After removing authentic messages from the dataset, we noticed that the injected message numbers were unequal, implying that the dataset was imbalanced. This required us to use different over- and under-sampling techniques to balance it and improve the model’s quality to help classify imbalanced data and eliminate bias. The following over- and under-sampling techniques were utilized in this study:

Random oversampling: performing random oversampling involves selecting random data from the class that is considered the minority and then replacing or adding that data to the training dataset.
Random undersampling: the opposite of random oversampling, performing random undersampling involves selecting random data from the class that is considered the majority and replacing or adding that data to the training dataset.
Synthetic minority oversampling technique (SMOTE): an oversampling technique used with imbalanced datasets to help classification using machine learning, performed by generating new data from the existing minority data and then using it to supplement the dataset [34].

4.2. Data Preprocessing

This subsection will discuss data preprocessing, which outlines the processes we carried out on raw data to prepare it for different operations to be conducted on that data. Data preprocessing is a crucial first stage in our study. The methods have recently been modified to aid in training AI and machine learning models by changing the data into a format that can be processed in machine learning and other data science techniques in a way that is quicker and more efficient than using raw data, bearing in mind that these processes are typically applied at the beginning of the machine learning development pipeline to ensure reliable findings. The dataset is available online in CSV files, which are program-generated data files. The data preprocessing consisted of three main processes, outlined below.

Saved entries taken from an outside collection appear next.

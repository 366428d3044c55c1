pub mod keyboard_parser;
#[macro_use]
pub mod printk;
pub mod spinlock;
pub mod wait_queue;
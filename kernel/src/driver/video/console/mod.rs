//! 控制台显示后端

pub mod dummycon;
pub mod vgacon;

Data normalization: this mainly consisted of standardizing features for us to be able to utilize it with the machine learning models.
Data cleansing: we performed data cleansing on the data to make sure there were no errors or duplications while processing the data to avoid bias and conflict in results.
Data scaling: this process revolved around data encoding, where we changed the results of some selected features from textual values (such as strings and boolean data) to numerical values (integer/float) to be able to use them with the machine learning models.
Data Shuffling: We used different techniques to randomize the training and testing data sets for more reliable results.

The procedures used during data preprocessing are outlined below.

We coded labels to convert categorical columns into numerical values on the icao24 and callsign columns. We also removed the remaining categorical features to decrease the margin of error.
We converted all data to integer/float values using the one-hot encoding technique to ensure that the machine learning model can understand the data, which creates a one-numeric array to encode categorical information [35].
We split the dataset into two main splits: one represents all features, and the other represents only the label feature (message type).
We utilized pandas. drop, pandas.resample, and train_test_split to manipulate the dataset before performing any training or testing on our dataset. We also used multiple balancing techniques to aid with the classification process.
We produced multiple training and testing subsets in different sizes that we randomly shuffled and generated at each iteration to initiate the learning process.

As discussed, data preprocessing is a crucial stage in machine learning since the effectiveness of the machine learning model is directly impacted by the data quality. We processed, updated, and cleaned the dataset during data preprocessing so it fits the machine learning model.

4.3. Feature Selection

The dataset consists of 18 features; they characterize what a typical ADS-B message contains and give more details and understanding of its structure. Table 5 introduces the features and briefly defines what the values represent. We omitted two features in this section (icao24 and callsign); the reason was that these attributes are strings that correlate to the aircraft type, and such information has no impact on detecting or classifying an injected message. Moreover, it could aid with decreasing the margin of error caused by encoding those strings into numerical values before testing.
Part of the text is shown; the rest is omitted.